File: observations.csv
Description:
Variables
- observationID:Unique identifier of the observation.
- deploymentID:Identifier of the deployment the observation belongs to.
- eventStart:Date and time at which the event started.
- eventEnd:Date and time at which the event ended.
- observationLevel:Level at which the observation was classified. Event-based observations consider an event (comprising a collection of media files).
- observationType:Type of the observation. All categories in this vocabulary have to be understandable from an AI point of view.
- scientificName:Scientific name of the observed individual(s).
- count:Number of observed individuals.
File: media.csv
Description:
Variables
- mediaID:Unique identifier of the media file.
- deploymentID:Identifier of the deployment the media file belongs to. Foreign key to
deployments.deploymentID
. - captureMethod:Method used to capture the media file.

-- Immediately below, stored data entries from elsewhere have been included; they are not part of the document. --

//! User lookups and actor resolution.
//!
//! Registration and authentication are handled elsewhere. The core only resolves
//! a verified user id into an [`Actor`] and checks that counterparties exist.

use crate::{
    config::MarketSettings,
    core::status::Role,
    entities::{User, user},
    errors::{Error, Result},
};
use chrono::Utc;
use sea_orm::{Set, prelude::*};
use tracing::info;

/// Verified identity performing an operation.
#[derive(Debug, Clone, Copy, PartialEq, Eq)]
pub struct Actor {
    /// User id
    pub id: i64,
    /// Role of that user
    pub role: Role,
}

impl Actor {
    /// Whether the actor is an administrator.
    #[must_use]
    pub fn is_admin(&self) -> bool {
        self.role == Role::Admin
    }
}

/// Creates a user account.
pub async fn create_user(
    db: &DatabaseConnection,
    username: &str,
    email: &str,
    role: Role,
) -> Result<user::Model> {
    if username.trim().is_empty() {
        return Err(Error::validation("username cannot be empty"));
    }
    if email.trim().is_empty() {
        return Err(Error::validation("email cannot be empty"));
    }

    let now = Utc::now();
    let user = user::ActiveModel {
        username: Set(username.trim().to_string()),
        email: Set(email.trim().to_string()),
        role: Set(role.as_str().to_string()),
        created_at: Set(now),
        updated_at: Set(now),
        deleted_at: Set(None),
        ..Default::default()
    };
    user.insert(db).await.map_err(Into::into)
}

/// Loads a user that has not been soft-deleted.
///
/// Generic over the connection so it can run inside a lifecycle transaction.
pub async fn get_active_user<C>(conn: &C, user_id: i64) -> Result<user::Model>
where
    C: ConnectionTrait,
{
    User::find_by_id(user_id)
        .filter(user::Column::DeletedAt.is_null())
        .one(conn)
        .await?
        .ok_or(Error::NotFound {
            entity: "user",
            id: user_id,
        })
}

/// Resolves a verified user id into an [`Actor`].
pub async fn resolve_actor(db: &DatabaseConnection, user_id: i64) -> Result<Actor> {
    let user = get_active_user(db, user_id).await?;
    Ok(Actor {
        id: user.id,
        role: user.role.parse()?,
    })
}

/// Makes sure the account receiving feature fees exists, creating it if needed.
pub async fn ensure_system_payee(
    db: &DatabaseConnection,
    settings: &MarketSettings,
) -> Result<user::Model> {
    if let Some(existing) = User::find_by_id(settings.system_payee_id).one(db).await? {
        return Ok(existing);
    }

    let now = Utc::now();
    let payee = user::ActiveModel {
        id: Set(settings.system_payee_id),
        username: Set("system".to_string()),
        email: Set("system@localhost".to_string()),
        role: Set(Role::Admin.as_str().to_string()),
        created_at: Set(now),
        updated_at: Set(now),
        deleted_at: Set(None),
    };
    let created = payee.insert(db).await?;
    info!("Seeded system payee account with id {}", created.id);
    Ok(created)
}
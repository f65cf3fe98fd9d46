//! Mapping of [`Error`] onto HTTP responses.

use crate::errors::Error;
use axum::{
    Json,
    http::StatusCode,
    response::{IntoResponse, Response},
};
use serde::Serialize;
use tracing::error;

const GENERIC_FAILURE: &str = "internal server error";

/// JSON body of every error response.
#[derive(Debug, Serialize)]
pub struct ErrorBody {
    /// User-displayable message
    pub error: String,
}

impl Error {
    /// HTTP status for this error.
    #[must_use]
    pub const fn status_code(&self) -> StatusCode {
        match self {
            Self::Validation { .. } => StatusCode::BAD_REQUEST,
            Self::NotFound { .. } => StatusCode::NOT_FOUND,
            Self::Authorization { .. } => StatusCode::FORBIDDEN,
            Self::Conflict { .. } => StatusCode::CONFLICT,
            Self::Persistence(_) | Self::Transaction { .. } | Self::Config { .. } | Self::Io(_) => {
                StatusCode::INTERNAL_SERVER_ERROR
            }
        }
    }
}

impl IntoResponse for Error {
    fn into_response(self) -> Response {
        let status = self.status_code();
        let message = if self.is_system_fault() {
            error!("Request failed: {self}");
            GENERIC_FAILURE.to_string()
        } else {
            self.to_string()
        };
        (status, Json(ErrorBody { error: message })).into_response()
    }
}

#[cfg(test)]
mod tests {
    use super::*;
    use sea_orm::DbErr;

    #[test]
    fn test_status_codes() {
        assert_eq!(Error::validation("x").status_code(), StatusCode::BAD_REQUEST);
        assert_eq!(
            Error::NotFound {
                entity: "vehicle",
                id: 1
            }
            .status_code(),
            StatusCode::NOT_FOUND
        );
        assert_eq!(Error::unauthorized("x").status_code(), StatusCode::FORBIDDEN);
        assert_eq!(Error::conflict("x").status_code(), StatusCode::CONFLICT);
        assert_eq!(
            Error::Persistence(DbErr::Custom("disk full".into())).status_code(),
            StatusCode::INTERNAL_SERVER_ERROR
        );
    }

    #[test]
    fn test_system_faults_hide_details() {
        let response = Error::Persistence(DbErr::Custom("disk full".into())).into_response();
        assert_eq!(response.status(), StatusCode::INTERNAL_SERVER_ERROR);

        let response = Error::conflict("cannot buy own listing").into_response();
        assert_eq!(response.status(), StatusCode::CONFLICT);
    }
}
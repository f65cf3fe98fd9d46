//! Advertisement entity - The public listing of a vehicle by a seller.
//!
//! The `status` column holds one of `"standard"`, `"featured"` or `"sold"`; it is
//! parsed into [`crate::core::status::AdStatus`] before any decision is made on it.
//! Only the lifecycle engine in [`crate::core::listing`] writes to this table.

use sea_orm::entity::prelude::*;
use serde::{Deserialize, Serialize};

/// Advertisement database model
#[derive(Clone, Debug, PartialEq, Eq, DeriveEntityModel, Serialize, Deserialize)]
#[sea_orm(table_name = "advertisements")]
pub struct Model {
    /// Unique identifier for the advertisement
    #[sea_orm(primary_key)]
    pub id: i64,
    /// Calendar day the listing was created
    pub creation_date: Date,
    /// Last calendar day the listing is shown
    pub expiration_date: Date,
    /// Feature surcharge paid, in cents
    pub featured_price_cents: Option<i64>,
    /// Listed vehicle (at most one advertisement per vehicle)
    #[sea_orm(unique)]
    pub vehicle_id: i64,
    /// Seller of record
    pub seller_id: i64,
    /// Buyer, set once when the listing is sold
    pub buyer_id: Option<i64>,
    /// Lifecycle status string
    pub status: String,
    /// Calendar day of the sale
    pub sale_date: Option<Date>,
    /// When the advertisement was created
    pub created_at: DateTimeUtc,
    /// When the advertisement was last modified
    pub updated_at: DateTimeUtc,
    /// Soft delete marker
    pub deleted_at: Option<DateTimeUtc>,
}

/// Defines relationships between Advertisement and other entities
#[derive(Copy, Clone, Debug, EnumIter, DeriveRelation)]
pub enum Relation {
    /// Each advertisement lists one vehicle
    #[sea_orm(
        belongs_to = "super::vehicle::Entity",
        from = "Column::VehicleId",
        to = "super::vehicle::Column::Id"
    )]
    Vehicle,
    /// The seller who posted the listing
    #[sea_orm(
        belongs_to = "super::user::Entity",
        from = "Column::SellerId",
        to = "super::user::Column::Id"
    )]
    Seller,
    /// The buyer, once sold
    #[sea_orm(
        belongs_to = "super::user::Entity",
        from = "Column::BuyerId",
        to = "super::user::Column::Id"
    )]
    Buyer,
    /// Ledger entries produced by this listing
    #[sea_orm(has_many = "super::payment::Entity")]
    Payments,
}

impl Related<super::vehicle::Entity> for Entity {
    fn to() -> RelationDef {
        Relation::Vehicle.def()
    }
}

impl Related<super::payment::Entity> for Entity {
    fn to() -> RelationDef {
        Relation::Payments.def()
    }
}

impl ActiveModelBehavior for ActiveModel {}
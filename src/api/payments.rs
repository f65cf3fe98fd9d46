//! Payment reporting handlers. Everything except `/payments/mine` is admin-only.

use super::{AppState, actor::CurrentActor};
use crate::{
    core::report::{self, PaymentFilter, PaymentView, RevenueSummary, TypeReportRow},
    errors::Result,
};
use axum::{
    Json,
    extract::{Query, State},
};

/// `GET /admin/payments`
pub async fn list_payments(
    State(state): State<AppState>,
    CurrentActor(actor): CurrentActor,
    Query(filter): Query<PaymentFilter>,
) -> Result<Json<Vec<PaymentView>>> {
    report::list_payments(&state.db, &actor, filter)
        .await
        .map(Json)
}

/// `GET /admin/revenue`
pub async fn revenue_summary(
    State(state): State<AppState>,
    CurrentActor(actor): CurrentActor,
    Query(filter): Query<PaymentFilter>,
) -> Result<Json<RevenueSummary>> {
    report::revenue_summary(&state.db, &actor, filter)
        .await
        .map(Json)
}

/// `GET /admin/revenue/by-type`
pub async fn report_by_type(
    State(state): State<AppState>,
    CurrentActor(actor): CurrentActor,
    Query(filter): Query<PaymentFilter>,
) -> Result<Json<Vec<TypeReportRow>>> {
    report::report_by_type(&state.db, &actor, filter)
        .await
        .map(Json)
}

/// `GET /payments/mine`
pub async fn my_payments(
    State(state): State<AppState>,
    CurrentActor(actor): CurrentActor,
    Query(filter): Query<PaymentFilter>,
) -> Result<Json<Vec<PaymentView>>> {
    report::my_payments(&state.db, &actor, filter)
        .await
        .map(Json)
}
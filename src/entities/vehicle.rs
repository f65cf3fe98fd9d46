//! Vehicle entity - The item being advertised and sold.
//!
//! A vehicle is created together with its advertisement and is owned by exactly
//! one advertisement. Prices are stored in minor currency units (cents).

use sea_orm::entity::prelude::*;
use serde::{Deserialize, Serialize};

/// Vehicle database model
#[derive(Clone, Debug, PartialEq, DeriveEntityModel, Serialize, Deserialize)]
#[sea_orm(table_name = "vehicles")]
pub struct Model {
    /// Unique identifier for the vehicle
    #[sea_orm(primary_key)]
    pub id: i64,
    /// Manufacturer (e.g., "Volkswagen")
    pub make: String,
    /// Model name (e.g., "Golf")
    pub model_name: String,
    /// Year of manufacture
    pub year: i32,
    /// Listed price in cents
    pub price_cents: i64,
    /// Fuel type (e.g., "diesel")
    pub fuel_type: String,
    /// Odometer reading in kilometres
    pub mileage_km: i64,
    /// Body type (e.g., "hatchback")
    pub body_type: String,
    /// Engine power in kilowatts
    pub power_kw: f64,
    /// Condition (e.g., "used")
    pub condition: String,
    /// Free-form description
    #[sea_orm(column_type = "Text")]
    pub description: String,
    /// Comma-separated image references
    #[sea_orm(column_type = "Text")]
    pub images: String,
    /// Where the vehicle can be seen
    pub location: String,
    /// Climate control kind (e.g., "automatic")
    pub climate_control: String,
    /// Transmission kind (e.g., "manual")
    pub transmission: String,
    /// Whether the vehicle is damaged
    pub damaged: bool,
    /// Emissions class (e.g., "Euro 6")
    pub emission_class: String,
    /// Engine displacement in cubic centimetres
    pub displacement_cc: i32,
    /// When the vehicle was created
    pub created_at: DateTimeUtc,
    /// When the vehicle was last modified
    pub updated_at: DateTimeUtc,
    /// Soft delete marker
    pub deleted_at: Option<DateTimeUtc>,
}

/// Defines relationships between Vehicle and other entities
#[derive(Copy, Clone, Debug, EnumIter, DeriveRelation)]
pub enum Relation {
    /// A vehicle is listed by one advertisement
    #[sea_orm(has_one = "super::advertisement::Entity")]
    Advertisement,
}

impl Related<super::advertisement::Entity> for Entity {
    fn to() -> RelationDef {
        Relation::Advertisement.def()
    }
}

impl ActiveModelBehavior for ActiveModel {}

- timestamp:Date and time at which the media file was recorded.
- filePath:relative path to the media file.
- filePublic:FALSE if the media file is not publicly accessible
- fileName:Name of the media file.
- fileMediatype:Mediatype of the media file.
Images
Given the large number of files, we did not upload the images mentioned in "media.csv". Please contact the corresponding author if you´re interested in this data.
Code/software
Images were manually checked and labeled via the software digiKam (Version 5; https://www.digikam.org). We did not label the avi-files, but reviewed more than 9,000 video sequences to aid species identification. We used R Version 4.4.1 to format the tabular data and to summarize detections of the same taxon within 5 minutes for each location to define independent trigger events or encounters by avoiding repetitive detection of the same individual lingering in the focal view of the devices.
Methods
We installed 18 camera traps (Victure HC600) 60 cm above-ground facing the experimental dishes of our cafeteria experiment and used motion-activated photographs for the identification of mammals and birds in October 2019 and 2020. We manipulated the lenses to ensure sharp images at close distance by turning each lens about 45° counterclockwise. Our custom-built camera rack consists of 20x20 cm plexiglas for the attachment of the camera, screwed on a 1 m threaded rod (10 mm diameter) stuck into the ground (about 30 cm deep). We stick the rod through drilled holes at the center of two aluminum rulers that form a cross on top of the forest floor to enhance stability and reduce vibrations caused by wind. A threaded nut ensures the camera lens to be installed in the preferred distance to the ground (60 cm in our case).
The resulting photographs depict a small segment of the forest floor (about 35*50 cm) with animals being photographed at short distances, to enhance the identification of small mammals and birds. We chose the maximum sensitivity of the PIR-Sensor to maximize detection probability and minimum illumination of the LED-flash to avoid overexposed photographs. Cameras were set to take a series of three images and a 5-seconds video when triggered. We did not use a sleep-function to minimize the risk of missed animal encounters.
Camera traps were left for 15 days of operation in 2019 and 23 days in 2020 and made 15,593 and 13,605 images, respectively. Images were manually checked and labeled via the software digiKam (Version 5; https://www.digikam.org). We did not label the avi-files, but reviewed more than 9,000 video sequences to aid species identification. We summarized detections of the same taxon within 5 minutes for each location to define independent trigger events or encounters by avoiding repetitive detection of the same individual lingering in the focal view of the devices. We could not determine one encounter in 2019 and another 15 encounters of small mammals in 2020, due to blurred or bad quality images. All other animal encounters could be identified at the genus- or species-level.